Records shown =
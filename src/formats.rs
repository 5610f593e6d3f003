//! Format trait and implementations for different document types.
//!
//! A format tells the segmenter which symbol opens a heading (repeated once per
//! rank) and which extension the written files carry. Only ATX-style markdown is
//! provided, but anything with a repeated-symbol heading marker fits.

pub mod markdown;

/// Heading syntax and file naming for one document format.
pub trait Format {
    /// Symbol repeated `rank` times to open a heading, e.g. `#`.
    fn marker_symbol(&self) -> char;
    /// Extension (without the dot) given to each output file.
    fn file_extension(&self) -> &str;
}

/// Wraps a format to write files with a different extension.
///
/// A leading `.` is dropped, and a blank extension keeps the inner one.
pub struct WithExtension<'a, F> {
    inner: F,
    extension: Option<&'a str>,
}

impl<'a, F: Format> WithExtension<'a, F> {
    #[must_use]
    /// Use `inner`'s heading marker with `extension` for output files.
    pub fn new(inner: F, extension: &'a str) -> Self {
        let extension = extension.trim().trim_start_matches('.');
        Self {
            inner,
            extension: (!extension.is_empty()).then_some(extension),
        }
    }
}

impl<F: Format> Format for WithExtension<'_, F> {
    fn marker_symbol(&self) -> char {
        self.inner.marker_symbol()
    }

    fn file_extension(&self) -> &str {
        self.extension.unwrap_or_else(|| self.inner.file_extension())
    }
}
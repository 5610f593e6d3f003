use super::Config;
use pretty_assertions::assert_eq;
use std::fs;
use tempfile::TempDir;

#[test]
fn test_empty_toml_gives_defaults() {
    assert_eq!(Config::from_toml("").unwrap(), Config::default());
}

#[test]
fn test_partial_toml_keeps_other_defaults() {
    let cfg = Config::from_toml("tag = \"h3\"\n").unwrap();
    assert_eq!(cfg.tag, "h3");
    assert_eq!(cfg.output, "split_markdown");
    assert_eq!(cfg.extension, "md");
}

#[test]
fn test_full_toml() {
    let cfg = Config::from_toml("tag = \"H1\"\noutput = \"chapters\"\nextension = \"markdown\"\n")
        .unwrap();
    assert_eq!(
        cfg,
        Config {
            tag: "H1".to_string(),
            output: "chapters".to_string(),
            extension: "markdown".to_string(),
        }
    );
}

#[test]
fn test_load_from_missing_file() {
    let tmp = TempDir::new().unwrap();
    assert_eq!(Config::load_from(&tmp.path().join("mdsplit.toml")), Config::default());
}

#[test]
fn test_load_from_invalid_file_falls_back() {
    let tmp = TempDir::new().unwrap();
    let path = tmp.path().join("mdsplit.toml");
    fs::write(&path, "tag = [not toml").unwrap();
    assert_eq!(Config::load_from(&path), Config::default());
}

#[test]
fn test_load_from_file() {
    let tmp = TempDir::new().unwrap();
    let path = tmp.path().join("mdsplit.toml");
    fs::write(&path, "output = \"sections\"\n").unwrap();
    assert_eq!(Config::load_from(&path).output, "sections");
}
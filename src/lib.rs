//! mdsplit: split a markdown document into one file per heading.
//!
//! The document is scanned once for headings of exactly the chosen level. Each
//! heading and the text under it becomes an [`split_plan::OutputRecord`] named
//! `NN_sanitized_title.md`, and any text before the first heading becomes
//! `00_introduction.md`.
//!
//! ```
//! use mdsplit::{split, BoundaryLevel};
//!
//! let plan = split("Intro\n## Setup\nsteps\n## Usage\n", BoundaryLevel::H2);
//! assert_eq!(
//!     plan.file_names(),
//!     ["00_introduction.md", "01_setup.md", "02_usage.md"]
//! );
//! ```

pub mod cli;
pub mod config;
pub mod error;
pub mod formats;
pub mod level;
pub mod namer;
pub mod section;
pub mod segmenter;
pub mod split_plan;

pub use error::{Result, SplitError};
pub use level::BoundaryLevel;
pub use split_plan::{split, split_by_token, split_bytes, OutputRecord, SplitPlan};
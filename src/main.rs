//! mdsplit: split a markdown file into multiple files based on header levels.
#![allow(clippy::multiple_crate_versions)]

use mdsplit::cli;
use tracing_subscriber::EnvFilter;

fn main() {
    // WARN by default, RUST_LOG overrides; stderr keeps stdout for the report
    tracing_subscriber::fmt()
        .with_env_filter(
            EnvFilter::try_from_default_env().unwrap_or_else(|_| EnvFilter::new("warn")),
        )
        .with_target(false)
        .with_writer(std::io::stderr)
        .init();

    if let Err(e) = cli::run() {
        eprintln!("Error: {e}");
        std::process::exit(1);
    }
}
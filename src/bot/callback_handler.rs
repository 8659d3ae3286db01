//! Callback handler: routes inline keyboard selections into the order
//! workflow.

use anyhow::Result;
use std::sync::Arc;
use teloxide::prelude::*;
use tracing::debug;

use super::{deliver_step, AppContext};
use crate::dialogue::StoreDialogue;

pub async fn callback_handler(
    bot: Bot,
    q: CallbackQuery,
    dialogue: StoreDialogue,
    ctx: Arc<AppContext>,
) -> Result<()> {
    let user_id = q.from.id.0 as i64;
    let chat_id = q
        .message
        .as_ref()
        .map(|msg| msg.chat().id)
        .unwrap_or(ChatId(user_id));

    let data = q.data.clone().unwrap_or_default();
    let stage = dialogue.get().await?.unwrap_or_default();
    debug!(user_id, data = %data, stage = ?stage, "Incoming callback query");

    let step = ctx
        .workflow()
        .handle_selection(user_id, stage, &data)
        .await?;

    bot.answer_callback_query(q.id).await?;

    deliver_step(&bot, chat_id, &ctx, step, &dialogue).await
}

The problem = Each record above must be given again exactly.

Response area =
filename src/formats.rs
repository 5610f593e6d3f003
//! Format trait and implementations for different document types.
//!
//! A format tells the segmenter which symbol opens a heading (repeated once per
//! rank) and which extension the written files carry. Only ATX-style markdown is
//! provided, but anything with a repeated-symbol heading marker fits.

pub mod markdown;

/// Heading syntax and file naming for one document format.
pub trait Format {
    /// Symbol repeated `rank` times to open a heading, e.g. `#`.
    fn marker_symbol(&self) -> char;
    /// Extension (without the dot) given to each output file.
    fn file_extension(&self) -> &str;
}

/// Wraps a format to write files with a different extension.
///
/// A leading `.` is dropped, and a blank extension keeps the inner one.
pub struct WithExtension<'a, F> {
    inner: F,
    extension: Option<&'a str>,
}

impl<'a, F: Format> WithExtension<'a, F> {
    #[must_use]
    /// Use `inner`'s heading marker with `extension` for output files.
    pub fn new(inner: F, extension: &'a str) -> Self {
        let extension = extension.trim().trim_start_matches('.');
        Self {
            inner,
            extension: (!extension.is_empty()).then_some(extension),
        }
    }
}

impl<F: Format> Format for WithExtension<'_, F> {
    fn marker_symbol(&self) -> char {
        self.inner.marker_symbol()
    }

    fn file_extension(&self) -> &str {
        self.extension.unwrap_or_else(|| self.inner.file_extension())
    }
}
repository 5610f593e6d3f003
use super::Config;
use pretty_assertions::assert_eq;
use std::fs;
use tempfile::TempDir;

#[test]
fn test_empty_toml_gives_defaults() {
    assert_eq!(Config::from_toml("").unwrap(), Config::default());
}

#[test]
fn test_partial_toml_keeps_other_defaults() {
    let cfg = Config::from_toml("tag = \"h3\"\n").unwrap();
    assert_eq!(cfg.tag, "h3");
    assert_eq!(cfg.output, "split_markdown");
    assert_eq!(cfg.extension, "md");
}

#[test]
fn test_full_toml() {
    let cfg = Config::from_toml("tag = \"H1\"\noutput = \"chapters\"\nextension = \"markdown\"\n")
        .unwrap();
    assert_eq!(
        cfg,
        Config {
            tag: "H1".to_string(),
            output: "chapters".to_string(),
            extension: "markdown".to_string(),
        }
    );
}

#[test]
fn test_load_from_missing_file() {
    let tmp = TempDir::new().unwrap();
    assert_eq!(Config::load_from(&tmp.path().join("mdsplit.toml")), Config::default());
}

#[test]
fn test_load_from_invalid_file_falls_back() {
    let tmp = TempDir::new().unwrap();
    let path = tmp.path().join("mdsplit.toml");
    fs::write(&path, "tag = [not toml").unwrap();
    assert_eq!(Config::load_from(&path), Config::default());
}

#[test]
fn test_load_from_file() {
    let tmp = TempDir::new().unwrap();
    let path = tmp.path().join("mdsplit.toml");
    fs::write(&path, "output = \"sections\"\n").unwrap();
    assert_eq!(Config::load_from(&path).output, "sections");
}
filename src/lib.rs
//! mdsplit: split a markdown document into one file per heading.
//!
//! The document is scanned once for headings of exactly the chosen level. Each
//! heading and the text under it becomes an [`split_plan::OutputRecord`] named
//! `NN_sanitized_title.md`, and any text before the first heading becomes
//! `00_introduction.md`.
//!
//! ```
//! use mdsplit::{split, BoundaryLevel};
//!
//! let plan = split("Intro\n## Setup\nsteps\n## Usage\n", BoundaryLevel::H2);
//! assert_eq!(
//!     plan.file_names(),
//!     ["00_introduction.md", "01_setup.md", "02_usage.md"]
//! );
//! ```

pub mod cli;
pub mod config;
pub mod error;
pub mod formats;
pub mod level;
pub mod namer;
pub mod section;
pub mod segmenter;
pub mod split_plan;

pub use error::{Result, SplitError};
pub use level::BoundaryLevel;
pub use split_plan::{split, split_by_token, split_bytes, OutputRecord, SplitPlan};
filename src/main.rs
//! mdsplit: split a markdown file into multiple files based on header levels.
#![allow(clippy::multiple_crate_versions)]

use mdsplit::cli;
use tracing_subscriber::EnvFilter;

fn main() {
    // WARN by default, RUST_LOG overrides; stderr keeps stdout for the report
    tracing_subscriber::fmt()
        .with_env_filter(
            EnvFilter::try_from_default_env().unwrap_or_else(|_| EnvFilter::new("warn")),
        )
        .with_target(false)
        .with_writer(std::io::stderr)
        .init();

    if let Err(e) = cli::run() {
        eprintln!("Error: {e}");
        std::process::exit(1);
    }
}
filename src/bot/callback_handler.rs
repository 8659d3ae3286db01
//! Callback handler: routes inline keyboard selections into the order
//! workflow.

use anyhow::Result;
use std::sync::Arc;
use teloxide::prelude::*;
use tracing::debug;

use super::{deliver_step, AppContext};
use crate::dialogue::StoreDialogue;

pub async fn callback_handler(
    bot: Bot,
    q: CallbackQuery,
    dialogue: StoreDialogue,
    ctx: Arc<AppContext>,
) -> Result<()> {
    let user_id = q.from.id.0 as i64;
    let chat_id = q
        .message
        .as_ref()
        .map(|msg| msg.chat().id)
        .unwrap_or(ChatId(user_id));

    let data = q.data.clone().unwrap_or_default();
    let stage = dialogue.get().await?.unwrap_or_default();
    debug!(user_id, data = %data, stage = ?stage, "Incoming callback query");

    let step = ctx
        .workflow()
        .handle_selection(user_id, stage, &data)
        .await?;

    bot.answer_callback_query(q.id).await?;

    deliver_step(&bot, chat_id, &ctx, step, &dialogue).await
}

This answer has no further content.